A retrospective in vignettes, scattered across New York, suits a filmmaker who has kept the city at the heart of even his most esoteric work. Jacobs was born in Williamsburg, Brooklyn. He and his wife and indispensable collaborator, Flo Jacobs, have lived in the same downtown loft for the last five decades. “Orchard Street” (1955) captures the market-day throngs of the Lower East Side in golden, grainy 16mm. The lens lingers on a windblown rack of patterned scarves, follows leaking garbage along a worker’s push broom and takes in the views from the tenements, long before chain stores and selfie seekers redefined the district. In the same window as “Orchard Street,” a pair of 21st-century works, “Pushcarts of Eternity St.” from 2006 and “The Pushcarts Leave Eternity St.” from 2011, digitally manipulate found footage of Lower East Side vegetable vendors in the early 1900s in a way that produces a mesmerizing, jittery 3-D illusion.

Jacobs is a peerless innovator of structuralist film, which explores time and vision, and the technologies with which we try to control them, by emphasizing the formal qualities of the medium. The windows include “Disorient Express,” from 1995, which puts vintage footage of a train through its paces — forward, backward, mirrored and flipped, like a flowing Rorschach test. Structuralists love the railroad: The development of the movie camera parallels that of the steam engine. Recall the apocryphal story of people fleeing from a Lumière Brothers film of an arriving train, supposedly scared they’d be run over.

Today, I can stream Jacobs’s “Disorient Express” hunched over my phone while I ride the subway to 10th and Broadway. I can take video of the flashing phantasmagoria displayed in the windows, glowing like screens themselves, and send it to a filmmaker friend — who will be too preoccupied with other moving images to watch it.

We’re stuck to our screens — these little theaters — because there’s something inherently absorptive about cinema: the pull of the illusion, as the rest of the world falls away from a throbbing, halting, hallucination-inducing animation of a skateboarder attempting an ollie, a Manhattan skyline at night, Flo standing near a now-vintage car. “Up the Illusion” is a good chance to remember that traversing the relentless picture-in-picture-in-picture of the contemporary cityscape doesn’t doom us to distraction.

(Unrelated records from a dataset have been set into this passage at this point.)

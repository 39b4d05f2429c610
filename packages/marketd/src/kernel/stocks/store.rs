//! Persistence contract for the stock index.

use anyhow::Result;
use async_trait::async_trait;
use chrono::{DateTime, Utc};

use super::entry::StockEntry;

/// Storage for the cross-user instrument catalogue.
///
/// Each call is atomic on its own; callers never compose multi-call
/// transactions. Every external write path (portfolio sync, watchlist,
/// search, admin) funnels through `upsert`, so a cold path can never
/// clobber a warm entry's collection state. The scheduler itself writes
/// only through `update_timestamp`.
#[async_trait]
pub trait StockIndex: Send + Sync {
    /// Insert the entry, or refresh the existing row with the same ticker.
    ///
    /// Existing rows keep `added_at` and every collection timestamp; the
    /// caller's `source` wins and `last_seen_at` moves to now. New rows
    /// get both lifecycle stamps set to now and no collections.
    async fn upsert(&self, entry: StockEntry) -> Result<StockEntry>;

    async fn get(&self, ticker: &str) -> Result<Option<StockEntry>>;

    async fn list(&self) -> Result<Vec<StockEntry>>;

    async fn delete(&self, ticker: &str) -> Result<()>;

    /// Set exactly one named freshness column.
    ///
    /// `field` must be one of the fixed nine column names and is validated
    /// before storage is touched; anything else is an error. Stored values
    /// never move backwards.
    async fn update_timestamp(&self, ticker: &str, field: &str, ts: DateTime<Utc>) -> Result<()>;
}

We can still pay attention.

Jacobs, winking just a little, might call that magic. Over the years, he has patented several ways to make a shallow three-dimensional picture that’s visible with the naked eye, often by strobing between two similar but incongruent frames like a kind of overlapping stereoscope. One especially enchanting system is the “Nervous Magic Lantern” apparatus, twisting and juking painted plastic slides and lenses and rotating shutters, which Jacobs (and Flo) perform for live audiences. (Reworked footage derived from these performances is incorporated in the second Broadway Windows program.) It doesn’t play films so much as beam out nonobjective cinema, like a psychedelic liquid light show. The shadows and glints thrown on the flat screen seem deep, as if your eye burrows into the surface, spelunking in caves of dust or drifting through nebulae.

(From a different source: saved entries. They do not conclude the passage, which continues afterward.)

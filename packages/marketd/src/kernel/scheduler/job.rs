//! Job model for collection work.

use std::fmt;
use std::time::Duration;

use chrono::{DateTime, Utc};
use serde::{Deserialize, Serialize};
use sqlx::FromRow;
use typed_builder::TypedBuilder;
use uuid::Uuid;

use crate::common::freshness::FreshnessPolicy;
use crate::kernel::stocks::TimestampField;

/// Priority a newly observed ticker's per-ticker jobs are enqueued at,
/// above every type default.
pub const NEW_STOCK_PRIORITY: i32 = 15;

#[derive(Debug, Clone, Copy, PartialEq, Eq, Serialize, Deserialize, sqlx::Type, Default)]
#[sqlx(type_name = "job_status", rename_all = "snake_case")]
#[serde(rename_all = "snake_case")]
pub enum JobStatus {
    #[default]
    Pending,
    Running,
    Completed,
    Failed,
    Cancelled,
}

impl JobStatus {
    /// Terminal states carry `completed_at` and are eligible for purge.
    pub fn is_terminal(&self) -> bool {
        matches!(
            self,
            JobStatus::Completed | JobStatus::Failed | JobStatus::Cancelled
        )
    }
}

/// The collection work a job dispatches to.
///
/// Persisted jobs carry the string form; the identifiers below appear in
/// stored records and wire events and must not drift.
#[derive(Debug, Clone, Copy, PartialEq, Eq, Hash)]
pub enum JobType {
    Eod,
    EodBulk,
    Fundamentals,
    Filings,
    FilingPdfs,
    News,
    FilingSummaries,
    Timeline,
    NewsIntel,
    Signals,
}

impl JobType {
    /// Every type keyed by a qualified ticker (everything but bulk EOD).
    pub const PER_TICKER: [JobType; 9] = [
        JobType::Eod,
        JobType::Fundamentals,
        JobType::Filings,
        JobType::FilingPdfs,
        JobType::News,
        JobType::FilingSummaries,
        JobType::Timeline,
        JobType::NewsIntel,
        JobType::Signals,
    ];

    /// The types the watcher checks per index entry. Single-ticker EOD is
    /// absent: the watcher batches stale EOD by exchange instead.
    pub const WATCHED: [JobType; 8] = [
        JobType::Fundamentals,
        JobType::Filings,
        JobType::FilingPdfs,
        JobType::News,
        JobType::FilingSummaries,
        JobType::Timeline,
        JobType::NewsIntel,
        JobType::Signals,
    ];

    pub fn as_str(&self) -> &'static str {
        match self {
            JobType::Eod => "collect_eod",
            JobType::EodBulk => "collect_eod_bulk",
            JobType::Fundamentals => "collect_fundamentals",
            JobType::Filings => "collect_filings",
            JobType::FilingPdfs => "collect_filing_pdfs",
            JobType::News => "collect_news",
            JobType::FilingSummaries => "collect_filing_summaries",
            JobType::Timeline => "collect_timeline",
            JobType::NewsIntel => "collect_news_intel",
            JobType::Signals => "compute_signals",
        }
    }

    pub fn parse(s: &str) -> Option<JobType> {
        match s {
            "collect_eod" => Some(JobType::Eod),
            "collect_eod_bulk" => Some(JobType::EodBulk),
            "collect_fundamentals" => Some(JobType::Fundamentals),
            "collect_filings" => Some(JobType::Filings),
            "collect_filing_pdfs" => Some(JobType::FilingPdfs),
            "collect_news" => Some(JobType::News),
            "collect_filing_summaries" => Some(JobType::FilingSummaries),
            "collect_timeline" => Some(JobType::Timeline),
            "collect_news_intel" => Some(JobType::NewsIntel),
            "compute_signals" => Some(JobType::Signals),
            _ => None,
        }
    }

    /// Dequeue-order default (higher dequeues earlier).
    pub fn default_priority(&self) -> i32 {
        match self {
            JobType::Eod | JobType::EodBulk => 10,
            JobType::Signals => 9,
            JobType::Fundamentals => 8,
            JobType::News => 7,
            JobType::Filings => 5,
            JobType::NewsIntel | JobType::FilingPdfs => 4,
            JobType::FilingSummaries => 3,
            JobType::Timeline => 2,
        }
    }

    /// The index column stamped when a job of this type succeeds. Bulk EOD
    /// has none: the bulk collector stamps each ticker itself.
    pub fn timestamp_field(&self) -> Option<TimestampField> {
        match self {
            JobType::Eod => Some(TimestampField::Eod),
            JobType::EodBulk => None,
            JobType::Fundamentals => Some(TimestampField::Fundamentals),
            JobType::Filings => Some(TimestampField::Filings),
            JobType::FilingPdfs => Some(TimestampField::FilingsPdfs),
            JobType::News => Some(TimestampField::News),
            JobType::FilingSummaries => Some(TimestampField::FilingSummaries),
            JobType::Timeline => Some(TimestampField::Timeline),
            JobType::NewsIntel => Some(TimestampField::NewsIntel),
            JobType::Signals => Some(TimestampField::Signals),
        }
    }

    /// Staleness threshold for this type under the given policy.
    pub fn threshold(&self, policy: &FreshnessPolicy) -> Duration {
        match self {
            JobType::Eod | JobType::EodBulk => policy.eod,
            JobType::Fundamentals => policy.fundamentals,
            JobType::Filings => policy.filings,
            JobType::FilingPdfs => policy.filing_pdfs,
            JobType::News => policy.news,
            JobType::FilingSummaries => policy.filing_summaries,
            JobType::Timeline => policy.timeline,
            JobType::NewsIntel => policy.news_intel,
            JobType::Signals => policy.signals,
        }
    }
}

impl fmt::Display for JobType {
    fn fmt(&self, f: &mut fmt::Formatter<'_>) -> fmt::Result {
        f.write_str(self.as_str())
    }
}

/// One unit of collection work.
///
/// `ticker` holds a qualified instrument ticker, or a bare exchange code
/// for `collect_eod_bulk`. Mutated only by the worker that dequeued it.
#[derive(FromRow, Debug, Clone, Serialize, Deserialize, TypedBuilder)]
#[builder(field_defaults(setter(into)))]
pub struct Job {
    #[builder(default = Uuid::new_v4())]
    pub id: Uuid,
    pub job_type: String,
    pub ticker: String,
    #[builder(default = 0)]
    pub priority: i32,
    #[builder(default)]
    pub status: JobStatus,
    #[builder(default = Utc::now())]
    pub created_at: DateTime<Utc>,
    #[builder(default, setter(strip_option))]
    pub started_at: Option<DateTime<Utc>>,
    #[builder(default, setter(strip_option))]
    pub completed_at: Option<DateTime<Utc>>,
    /// Empty unless the job failed.
    #[builder(default)]
    pub error: String,
    #[builder(default = 0)]
    pub attempts: i32,
    #[builder(default = 3)]
    pub max_attempts: i32,
    #[builder(default = 0)]
    pub duration_ms: i64,
}

impl Job {
    /// Pending job for a type and target at the given priority.
    pub fn new(
        job_type: JobType,
        target: impl Into<String>,
        priority: i32,
        max_attempts: i32,
    ) -> Self {
        Self::builder()
            .job_type(job_type.as_str())
            .ticker(target.into())
            .priority(priority)
            .max_attempts(max_attempts)
            .build()
    }

    /// The parsed job type, `None` for unrecognized strings.
    pub fn kind(&self) -> Option<JobType> {
        JobType::parse(&self.job_type)
    }

    /// Whether a further failure should re-enqueue rather than terminate.
    pub fn has_attempts_left(&self) -> bool {
        self.attempts < self.max_attempts
    }
}
//! Qualified-ticker helpers.
//!
//! Instrument tickers are qualified as `CODE.EXCHANGE` (e.g. `BHP.AU`);
//! the trailing segment selects the exchange for bulk operations.

/// Split a qualified ticker into `(code, exchange)`.
///
/// A ticker without a dot has no exchange: the exchange comes back empty
/// and the ticker cannot be batched into a bulk EOD job.
pub fn split_ticker(ticker: &str) -> (&str, &str) {
    match ticker.rfind('.') {
        Some(idx) => (&ticker[..idx], &ticker[idx + 1..]),
        None => (ticker, ""),
    }
}

/// The exchange segment of a qualified ticker, empty when unqualified.
pub fn exchange_of(ticker: &str) -> &str {
    split_ticker(ticker).1
}

#[cfg(test)]
mod tests {
    use super::*;

    #[test]
    fn splits_qualified_ticker() {
        assert_eq!(split_ticker("BHP.AU"), ("BHP", "AU"));
        assert_eq!(exchange_of("BHP.AU"), "AU");
    }

    #[test]
    fn last_dot_wins() {
        assert_eq!(split_ticker("BRK.A.US"), ("BRK.A", "US"));
        assert_eq!(exchange_of("BRK.A.US"), "US");
    }

    #[test]
    fn unqualified_ticker_has_no_exchange() {
        assert_eq!(split_ticker("BHP"), ("BHP", ""));
        assert_eq!(exchange_of("BHP"), "");
    }

    #[test]
    fn trailing_dot_yields_empty_exchange() {
        assert_eq!(split_ticker("BHP."), ("BHP", ""));
    }
}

The artist’s embrace of digital editing around the turn of the millennium led to his long-running series of “Eternalisms,” short videos that eke out the illusion of depth by flickering between regular and inverted frames. In the Broadway Windows, one “Eternalism” skims across a faceted landscape that seems constructed from crumpled tinfoil. Jacobs delights in peeling an image apart and putting it back together, imbued with what he calls its “little reservoir of time.”

Jacobs has dedicated his career to illusions — not delusions. In fact, the production or heightening of illusions on display in “Up the Illusion” is a radical kind of honesty. The illusion works, even when you know how it’s made. That’s a key insight of structuralist film. Not to wring the magic out of the image, not to break the illusion, but to think through it, deeply.

Ken Jacobs: Up the Illusion

Through Nov. 26. Broadway Windows Gallery, 55 East 10th Street, Manhattan; 212-998-5747, 80wse.org.